··· TASK INPUTS ···

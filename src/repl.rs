// src/repl.rs

use crate::batch::{ImageOutcome, process_batch};
use crate::config::Config;
use crate::error::{InvoiceError, Result};
use crate::export::{export_to_csv, export_to_json};
use crate::heuristics::{
    AnomalyReport, FraudReport, Z_SCORE_THRESHOLD, batch_status, batch_summary, detect_anomalies,
    detect_fraud,
};
use crate::image::{ImageContent, ImageInput, fetch_image, is_url, load_image_file};
use crate::llm_extract::{LlmClient, build_chat_prompt};
use crate::schema::InvoiceData;
use crate::session::{EditableField, LOW_CONFIDENCE, Session};
use std::path::PathBuf;
use time::format_description::well_known::Rfc3339;
use tokio::io::{AsyncBufReadExt, BufReader};
use tracing::{error, info};

pub const QUICK_QUESTIONS: &[&str] = &[
    "Summarize the latest invoice",
    "Check for missing fields in invoices",
    "List all vendors",
    "What is the total amount of all invoices?",
];

const HELP: &str = "\
commands:
  add <path|url> [--inline]     queue an image (--inline downloads a URL first)
  process                       extract all queued images
  list                          review extracted invoices
  show <id>                     full record and confidence scores
  edit <id> <field> <value>     field: invoice_number, total_amount, tax, invoice_date
  replace <id> <file.json>      replace a whole record
  anomalies | fraud | stats | status
  ask <question> | ask #<n>     question about the batch (#1-#4: quick questions)
  history                       chat history
  export csv|json <path>
  reset                         clear the session
  help | quit";

#[derive(Debug, Clone, PartialEq)]
pub enum Command {
    Add { source: String, inline: bool },
    Process,
    List,
    Show(String),
    Edit { id: String, field: EditableField, value: String },
    Replace { id: String, path: PathBuf },
    Anomalies,
    Fraud,
    Stats,
    Status,
    Ask(String),
    History,
    Export { format: ExportFormat, path: PathBuf },
    Reset,
    Help,
    Quit,
}

#[derive(Debug, Clone, Copy, PartialEq, Eq)]
pub enum ExportFormat {
    Csv,
    Json,
}

fn usage(msg: &str) -> InvoiceError {
    InvoiceError::Validation(format!("usage: {msg}"))
}

/// Parse one input line. `Ok(None)` for a blank line.
pub fn parse_command(line: &str) -> Result<Option<Command>> {
    let line = line.trim();
    let (word, rest) = match line.split_once(char::is_whitespace) {
        Some((w, r)) => (w, r.trim()),
        None => (line, ""),
    };
    let args: Vec<&str> = rest.split_whitespace().collect();

    let command = match word {
        "" => return Ok(None),
        "add" => match args.as_slice() {
            [source] => Command::Add { source: source.to_string(), inline: false },
            [source, "--inline"] | ["--inline", source] => Command::Add {
                source: source.to_string(),
                inline: true,
            },
            _ => return Err(usage("add <path|url> [--inline]")),
        },
        "process" => Command::Process,
        "list" => Command::List,
        "show" => match args.as_slice() {
            [id] => Command::Show(id.to_string()),
            _ => return Err(usage("show <id>")),
        },
        "edit" => {
            let mut parts = rest.splitn(3, char::is_whitespace);
            match (parts.next(), parts.next(), parts.next()) {
                (Some(id), Some(field), value) if !id.is_empty() => Command::Edit {
                    id: id.to_string(),
                    field: field.parse()?,
                    value: value.unwrap_or_default().trim().to_string(),
                },
                _ => return Err(usage("edit <id> <field> <value>")),
            }
        }
        "replace" => match args.as_slice() {
            [id, path] => Command::Replace { id: id.to_string(), path: PathBuf::from(path) },
            _ => return Err(usage("replace <id> <file.json>")),
        },
        "anomalies" => Command::Anomalies,
        "fraud" => Command::Fraud,
        "stats" => Command::Stats,
        "status" => Command::Status,
        "ask" => {
            if rest.is_empty() {
                return Err(usage("ask <question> | ask #<n>"));
            }
            let question = match rest.strip_prefix('#').and_then(|n| n.parse::<usize>().ok()) {
                Some(n) => QUICK_QUESTIONS
                    .get(n.wrapping_sub(1))
                    .ok_or_else(|| usage("ask #1..#4"))?
                    .to_string(),
                None => rest.to_string(),
            };
            Command::Ask(question)
        }
        "history" => Command::History,
        "export" => match args.as_slice() {
            ["csv", path] => Command::Export { format: ExportFormat::Csv, path: PathBuf::from(path) },
            ["json", path] => Command::Export { format: ExportFormat::Json, path: PathBuf::from(path) },
            _ => return Err(usage("export csv|json <path>")),
        },
        "reset" => Command::Reset,
        "help" | "?" => Command::Help,
        "quit" | "exit" => Command::Quit,
        other => {
            return Err(InvoiceError::Validation(format!(
                "unknown command '{other}' (try 'help')"
            )));
        }
    };
    Ok(Some(command))
}

/// Line-oriented front end over a `Session`. It is the only writer to the session.
pub struct Shell<'a> {
    client: &'a LlmClient,
    cfg: &'a Config,
    pending: Vec<ImageInput>,
}

impl<'a> Shell<'a> {
    pub fn new(client: &'a LlmClient, cfg: &'a Config) -> Self {
        Self {
            client,
            cfg,
            pending: Vec::new(),
        }
    }

    /// Read commands from stdin until `quit` or end of input.
    pub async fn run(&mut self, session: &mut Session) -> Result<()> {
        println!("{HELP}");
        let mut lines = BufReader::new(tokio::io::stdin()).lines();
        while let Some(line) = lines.next_line().await? {
            match parse_command(&line) {
                Ok(None) => continue,
                Ok(Some(Command::Quit)) => break,
                Ok(Some(command)) => {
                    if let Err(e) = self.execute(session, command).await {
                        println!("❌ {e}");
                    }
                }
                Err(e) => println!("❌ {e}"),
            }
        }
        info!(invoices = session.len(), "Session ended");
        Ok(())
    }

    pub async fn queue(&mut self, source: &str) {
        if let Err(e) = self.add(source, false).await {
            println!("❌ {source}: {e}");
        }
    }

    async fn add(&mut self, source: &str, inline: bool) -> Result<()> {
        let input = if is_url(source) && inline {
            fetch_image(self.client.http(), source).await?
        } else if is_url(source) {
            ImageInput {
                name: source.to_string(),
                content: ImageContent::Url(source.to_string()),
            }
        } else {
            load_image_file(source)?
        };
        println!("✅ queued {} ({} pending)", input.name, self.pending.len() + 1);
        self.pending.push(input);
        Ok(())
    }

    pub async fn process(&mut self, session: &mut Session) {
        if self.pending.is_empty() {
            println!("nothing queued; use 'add <path|url>' first");
            return;
        }
        let images = std::mem::take(&mut self.pending);
        let outcomes = process_batch(
            session,
            self.client,
            &images,
            &self.cfg.session.language,
            self.cfg.llm.max_retries,
            |done, total, outcome| match outcome {
                ImageOutcome::Added { name, id, invoice_type } => {
                    println!("[{done}/{total}] ✅ {name}: {invoice_type} invoice, id {id}")
                }
                ImageOutcome::Failed { name, error } => {
                    println!("[{done}/{total}] ❌ {name}: {error}")
                }
            },
        )
        .await;
        let failed = outcomes
            .iter()
            .filter(|o| matches!(o, ImageOutcome::Failed { .. }))
            .count();
        if failed > 0 {
            error!(failed, total = outcomes.len(), "Some images could not be extracted");
        }
    }

    async fn execute(&mut self, session: &mut Session, command: Command) -> Result<()> {
        match command {
            Command::Add { source, inline } => self.add(&source, inline).await?,
            Command::Process => self.process(session).await,
            Command::List => print_review(session),
            Command::Show(id) => {
                let id = session.resolve_id(&id)?;
                if let Some(record) = session.get(id) {
                    let processed_at = record.processed_at.format(&Rfc3339).unwrap_or_default();
                    println!(
                        "{} ({}, {}, processed {processed_at})",
                        record.id, record.source, record.invoice_type
                    );
                    println!("{}", serde_json::to_string_pretty(&record.invoice)?);
                    if record.confidence_scores.is_empty() {
                        println!("confidence: none reported");
                    } else {
                        println!("confidence: {}", serde_json::to_string(&record.confidence_scores)?);
                    }
                }
            }
            Command::Edit { id, field, value } => {
                let id = session.resolve_id(&id)?;
                session.edit_field(id, field, &value)?;
                println!("✅ Data updated successfully!");
            }
            Command::Replace { id, path } => {
                let id = session.resolve_id(&id)?;
                let json = std::fs::read_to_string(&path)?;
                session.replace_invoice(id, &json)?;
                println!("✅ Data updated successfully!");
            }
            Command::Anomalies => print_anomalies(session),
            Command::Fraud => print_fraud(session),
            Command::Stats => {
                let summary = batch_summary(session.invoices());
                println!("{}", serde_json::to_string_pretty(&summary)?);
            }
            Command::Status => {
                let status = batch_status(session.invoices());
                println!(
                    "Total Invoices: {}\nSuccessfully Processed: {}\nSuccess Rate: {:.1}%\nQueued: {}",
                    status.total,
                    status.successful,
                    status.success_rate,
                    self.pending.len()
                );
            }
            Command::Ask(question) => {
                let prompt = build_chat_prompt(&session.invoice_context()?, &question);
                let answer = self.client.run_chat_query(&prompt).await?;
                println!("{answer}");
                session.record_chat(question, answer);
            }
            Command::History => {
                for (i, turn) in session.chat_history().iter().enumerate() {
                    println!("#{} You: {}\n   Bot: {}", i + 1, turn.question, turn.answer);
                }
            }
            Command::Export { format, path } => {
                let invoices: Vec<&InvoiceData> =
                    session.invoices().iter().map(|inv| &inv.invoice).collect();
                let content = match format {
                    ExportFormat::Csv => export_to_csv(&invoices)?,
                    ExportFormat::Json => export_to_json(&invoices)?,
                };
                std::fs::write(&path, content)?;
                println!("✅ wrote {} invoices to {}", invoices.len(), path.display());
            }
            Command::Reset => {
                session.reset();
                self.pending.clear();
                println!("session cleared");
            }
            Command::Help => println!("{HELP}"),
            Command::Quit => {}
        }
        Ok(())
    }
}

fn fmt_opt<T: std::fmt::Display>(value: &Option<T>) -> String {
    value.as_ref().map(|v| v.to_string()).unwrap_or_else(|| "-".to_string())
}

fn print_review(session: &Session) {
    if session.is_empty() {
        println!("no invoices processed yet");
        return;
    }
    for row in session.review_rows() {
        let marker = if row.has_low_confidence() { " ⚠️ low confidence" } else { "" };
        println!(
            "{} | {} | total {} | tax {} | {} | {} | conf {:.2}/{:.2}/{:.2}{marker}",
            row.id,
            fmt_opt(&row.invoice_number),
            fmt_opt(&row.total_amount),
            fmt_opt(&row.tax),
            fmt_opt(&row.invoice_date),
            row.invoice_type,
            row.confidence_invoice_number,
            row.confidence_total_amount,
            row.confidence_tax,
        );
    }
    println!("(confidence shown for invoice_number/total_amount/tax; below {LOW_CONFIDENCE} is low)");
}

fn print_anomalies(session: &Session) {
    match detect_anomalies(session.invoices()) {
        AnomalyReport::NoTotals => {
            println!("No total amount data available for anomaly detection.")
        }
        AnomalyReport::InsufficientData { .. } => println!("Not enough data for anomaly detection."),
        AnomalyReport::Analyzed { anomalies, .. } if anomalies.is_empty() => {
            println!("✅ No anomalies detected in total amounts.")
        }
        AnomalyReport::Analyzed { mean, std_dev, anomalies } => {
            println!(
                "⚠️ Potential anomalies detected in total amounts (mean {mean:.2}, std {std_dev:.2}, |z| > {Z_SCORE_THRESHOLD}):"
            );
            for a in anomalies {
                println!(
                    "  {} | {} | {} {} | z {:.2}",
                    a.id,
                    fmt_opt(&a.invoice_number),
                    a.total_amount,
                    fmt_opt(&a.currency),
                    a.z_score
                );
            }
        }
    }
}

fn print_fraud(session: &Session) {
    match detect_fraud(session.invoices()) {
        FraudReport::NothingToAnalyze => println!("No invoices to analyze for fraud."),
        FraudReport::Clear => println!("✅ No potential fraud detected."),
        FraudReport::Alerts(alerts) => {
            println!("Potential Fraud Alerts:");
            for alert in alerts {
                println!(
                    "  {} | {} | total {} | tax {} | {}",
                    alert.id,
                    fmt_opt(&alert.invoice_number),
                    fmt_opt(&alert.total_amount),
                    fmt_opt(&alert.tax),
                    alert.message()
                );
            }
        }
    }
}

···

* **GOAL OF THE EXERCISE**
The lines to copy are those in the listing that contain the word "Option".

* **YOUR SOLUTION**
pub fn parse_command(line: &str) -> Result<Option<Command>> {
fn fmt_opt<T: std::fmt::Display>(value: &Option<T>) -> String {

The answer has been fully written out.